There was a time when we stole books. Especially in the bookstores, we had no money; but we also stole from each other. It was not uncommon that after a dinner with friends, in the small places we inhabited, we noticed the disappearance of some of our books. It did not matter too much, we knew that we would do the same as soon as they invited us to some other people's house. We stole books, prized objects at that time, in a context in which we also stole discourses, political positions or anecdotes naturally: many times X told as his own an experience that Y had narrated in Z's house the previous week. The subtle pleasure of appropriating other people's fictions.
But once, after a birthday, someone took Perec's The infraordinary from my apartment. My favorite of Perec was Life, instructions of use, surely due to his large size no one dared to hide it in his clothes. But I loved The Infraordinary, it was small, a beautiful edition and it had also been given to me by a person whom I loved very much, just before she went to live in another country. Not only had she given it to me, she had dedicated it and decorated it with a hasty portrait of me inside the book. All an excess! I had an attack of hatred towards my acquaintances. I conducted an investigation worthy of the secret service of a dictatorial country. I couldn't find out who had taken it.
Almost fifteen years later, at the beginning of the pandemic, a friend invited me to have lunch at his house. We hadn't seen each other for a long time. The first news of the virus began to be known and that completely occupied our conversation.
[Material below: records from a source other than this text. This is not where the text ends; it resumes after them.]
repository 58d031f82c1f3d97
pub mod commands;
pub mod handlers;
pub mod output;
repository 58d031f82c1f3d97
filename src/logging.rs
use tracing_subscriber::EnvFilter;

/// Environment variable that overrides the configured log filter
pub const LOG_ENV: &str = "DELLA_LOG";

/// Build the filter: `DELLA_LOG` when set and valid, else `default_level`,
/// else `warn`.
pub fn filter(default_level: &str) -> EnvFilter {
    EnvFilter::try_from_env(LOG_ENV)
        .or_else(|_| EnvFilter::try_new(default_level))
        .unwrap_or_else(|_| EnvFilter::new("warn"))
}

/// Install a stderr fmt subscriber. Calling it twice is harmless.
pub fn init(default_level: &str) {
    let _ = tracing_subscriber::fmt()
        .with_env_filter(filter(default_level))
        .with_writer(std::io::stderr)
        .with_target(false)
        .try_init();
}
Perhaps because it was an old friend, before I left, I stopped at an old ritual: superficially checking his library to see what he was reading, something I don't do with almost anyone anymore. And there I found it, The Infraordinary was gathering dust on a lower shelf. One glance reached me to see that it was mine. There was no point in questioning a long-standing friendship over the discovery of his old crime, but I found that I still remembered how to swiftly slide a book between my clothes. I did not consider that stole it because I was recovering it, there is no possible discussion about it.
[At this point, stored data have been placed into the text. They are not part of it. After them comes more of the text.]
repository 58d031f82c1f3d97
use std::collections::HashMap;

use super::task::{NodeId, TaskNode};

/// An arena-backed task tree with exactly one root.
///
/// # Invariants
/// - Every live node except the root has a parent, and appears exactly once
///   in that parent's `children`.
/// - `ids` maps each set `unique_id` to the live node holding it.
/// - The parent chain of every node ends at the root (no cycles).
#[derive(Debug, Clone)]
pub struct TaskTree {
    nodes: Vec<Option<TaskNode>>,
    root: NodeId,
    ids: HashMap<String, NodeId>,
}

impl TaskTree {
    /// Create a tree holding only `root`. Content validation is the caller's
    /// job (see `ops::tree_ops::new_tree`).
    pub(crate) fn with_root(root: TaskNode) -> Self {
        let mut tree = TaskTree {
            nodes: Vec::new(),
            root: NodeId(0),
            ids: HashMap::new(),
        };
        let id = tree.alloc(root);
        tree.root = id;
        tree
    }

    pub fn root(&self) -> NodeId {
        self.root
    }

    pub fn get(&self, id: NodeId) -> Option<&TaskNode> {
        self.nodes.get(id.0).and_then(|slot| slot.as_ref())
    }

    pub(crate) fn get_mut(&mut self, id: NodeId) -> Option<&mut TaskNode> {
        self.nodes.get_mut(id.0).and_then(|slot| slot.as_mut())
    }

    pub fn contains(&self, id: NodeId) -> bool {
        self.get(id).is_some()
    }

    /// Number of live nodes
    pub fn len(&self) -> usize {
        self.nodes.iter().filter(|slot| slot.is_some()).count()
    }

    pub fn is_empty(&self) -> bool {
        self.len() == 0
    }

    pub fn children(&self, id: NodeId) -> &[NodeId] {
        self.get(id).map(|n| n.children()).unwrap_or(&[])
    }

    pub fn parent(&self, id: NodeId) -> Option<NodeId> {
        self.get(id).and_then(|n| n.parent())
    }

    pub fn find_by_unique_id(&self, unique_id: &str) -> Option<NodeId> {
        self.ids.get(unique_id).copied()
    }

    /// Nodes from the root down to `id`, inclusive. Empty for a dead handle.
    pub fn full_path(&self, id: NodeId) -> Vec<NodeId> {
        let mut path = Vec::new();
        let mut cursor = self.get(id).map(|_| id);
        while let Some(node_id) = cursor {
            path.push(node_id);
            cursor = self.parent(node_id);
        }
        path.reverse();
        path
    }

    /// `content` of each node on the full path, joined with `/`.
    ///
    /// Display only: two different nodes can share this string.
    pub fn full_path_str(&self, id: NodeId) -> String {
        self.full_path(id)
            .into_iter()
            .filter_map(|n| self.get(n))
            .map(|n| n.content())
            .collect::<Vec<_>>()
            .join("/")
    }

    /// Path segments of every node on the full path below the root, joined
    /// with `/`. Feeding this back to `resolve_path` from the root finds `id`
    /// again.
    pub fn slug_path(&self, id: NodeId) -> String {
        self.full_path(id)
            .into_iter()
            .skip(1)
            .filter_map(|n| self.slug_of(n))
            .collect::<Vec<_>>()
            .join("/")
    }

    /// True if `ancestor` is `node` itself or lies on `node`'s parent chain.
    pub fn is_ancestor_or_self(&self, ancestor: NodeId, node: NodeId) -> bool {
        let mut cursor = Some(node);
        while let Some(id) = cursor {
            if id == ancestor {
                return true;
            }
            cursor = self.parent(id);
        }
        false
    }

    /// Path segment of every child of `id`, in child order.
    ///
    /// A child whose slug is already taken by an earlier sibling gets `~2`,
    /// `~3`, ... appended, so every child has a segment of its own.
    pub fn child_slugs(&self, id: NodeId) -> Vec<(NodeId, String)> {
        let mut seen: HashMap<String, usize> = HashMap::new();
        self.children(id)
            .iter()
            .filter_map(|c| self.get(*c).map(|n| (*c, n.slug())))
            .map(|(c, slug)| {
                let count = seen.entry(slug.clone()).or_insert(0);
                *count += 1;
                match *count {
                    1 => (c, slug),
                    n => (c, format!("{slug}~{n}")),
                }
            })
            .collect()
    }

    /// Path segment of `id` among its siblings. The root has no siblings and
    /// gets its plain slug.
    pub fn slug_of(&self, id: NodeId) -> Option<String> {
        match self.parent(id) {
            Some(parent) => self
                .child_slugs(parent)
                .into_iter()
                .find(|(c, _)| *c == id)
                .map(|(_, slug)| slug),
            None => self.get(id).map(|n| n.slug()),
        }
    }

    pub fn child_by_slug(&self, id: NodeId, slug: &str) -> Option<NodeId> {
        self.child_slugs(id)
            .into_iter()
            .find(|(_, s)| s == slug)
            .map(|(c, _)| c)
    }

    /// Resolve a `/`-separated slug path starting at `from`.
    ///
    /// An optional leading `#` is ignored. A leading `/` starts at the root,
    /// `..` moves to the parent (staying at the root if already there) and
    /// `.` or empty segments are skipped.
    pub fn resolve_path(&self, from: NodeId, path: &str) -> Option<NodeId> {
        let path = path.strip_prefix('#').unwrap_or(path);
        let mut cursor = if path.starts_with('/') { self.root } else { from };
        if !self.contains(cursor) {
            return None;
        }
        for segment in path.split('/') {
            match segment {
                "" | "." => {}
                ".." => cursor = self.parent(cursor).unwrap_or(cursor),
                slug => cursor = self.child_by_slug(cursor, slug)?,
            }
        }
        Some(cursor)
    }

    /// Depth-first, pre-order walk of the subtree rooted at `id`.
    pub fn walk(&self, id: NodeId) -> Vec<NodeId> {
        let mut out = Vec::new();
        if !self.contains(id) {
            return out;
        }
        let mut stack = vec![id];
        while let Some(next) = stack.pop() {
            out.push(next);
            for child in self.children(next).iter().rev() {
                stack.push(*child);
            }
        }
        out
    }

    // -----------------------------------------------------------------------
    // Structural primitives (validated by ops::tree_ops)
    // -----------------------------------------------------------------------

    fn alloc(&mut self, node: TaskNode) -> NodeId {
        let id = NodeId(self.nodes.len());
        self.nodes.push(Some(node));
        id
    }

    /// Allocate `node` and link it as the last child of `parent`.
    /// Parent pointer and child list are written together.
    pub(crate) fn insert_child(&mut self, parent: NodeId, mut node: TaskNode) -> NodeId {
        node.parent = Some(parent);
        let id = self.alloc(node);
        if let Some(p) = self.get_mut(parent) {
            p.children.push(id);
        }
        id
    }

    /// Move `node` under `new_parent`, updating the old parent's child list,
    /// the new parent's child list and `node.parent` in one step.
    pub(crate) fn relink(&mut self, node: NodeId, new_parent: NodeId) {
        if let Some(old) = self.parent(node)
            && let Some(p) = self.get_mut(old)
        {
            p.children.retain(|c| *c != node);
        }
        if let Some(n) = self.get_mut(node) {
            n.parent = Some(new_parent);
        }
        if let Some(p) = self.get_mut(new_parent) {
            p.children.push(node);
        }
    }

    /// Unlink `node` from its parent and free its whole subtree, dropping the
    /// freed nodes' ids from the registry.
    pub(crate) fn remove_subtree(&mut self, node: NodeId) {
        if let Some(parent) = self.parent(node)
            && let Some(p) = self.get_mut(parent)
        {
            p.children.retain(|c| *c != node);
        }
        for id in self.walk(node) {
            if let Some(freed) = self.nodes.get_mut(id.0).and_then(Option::take)
                && let Some(uid) = freed.unique_id
            {
                self.ids.remove(&uid);
            }
        }
    }

    /// Point `uid` at `node`, replacing whatever id `node` held before.
    /// Uniqueness is checked by the caller.
    pub(crate) fn register_id(&mut self, node: NodeId, uid: Option<String>) {
        let Some(n) = self.get_mut(node) else {
            return;
        };
        let old = std::mem::replace(&mut n.unique_id, uid.clone());
        if let Some(old) = old {
            self.ids.remove(&old);
        }
        if let Some(uid) = uid {
            self.ids.insert(uid, node);
        }
    }
}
During the pandemic I read it again. Inevitably I wondered about the person I was 15 years ago and about what that person would have seen in that book, I did not know how to remember clearly neither one thing nor the other. But I did marvel again at Perec's ability to make the seeming banality of everyday life epic. In times where the world seems to be written by a lousy scriptwriter addicted to great catastrophic events, to find those little stories interviewed from a window or stolen from the corner that we cross every day is to arrive on an island in the middle of the storm.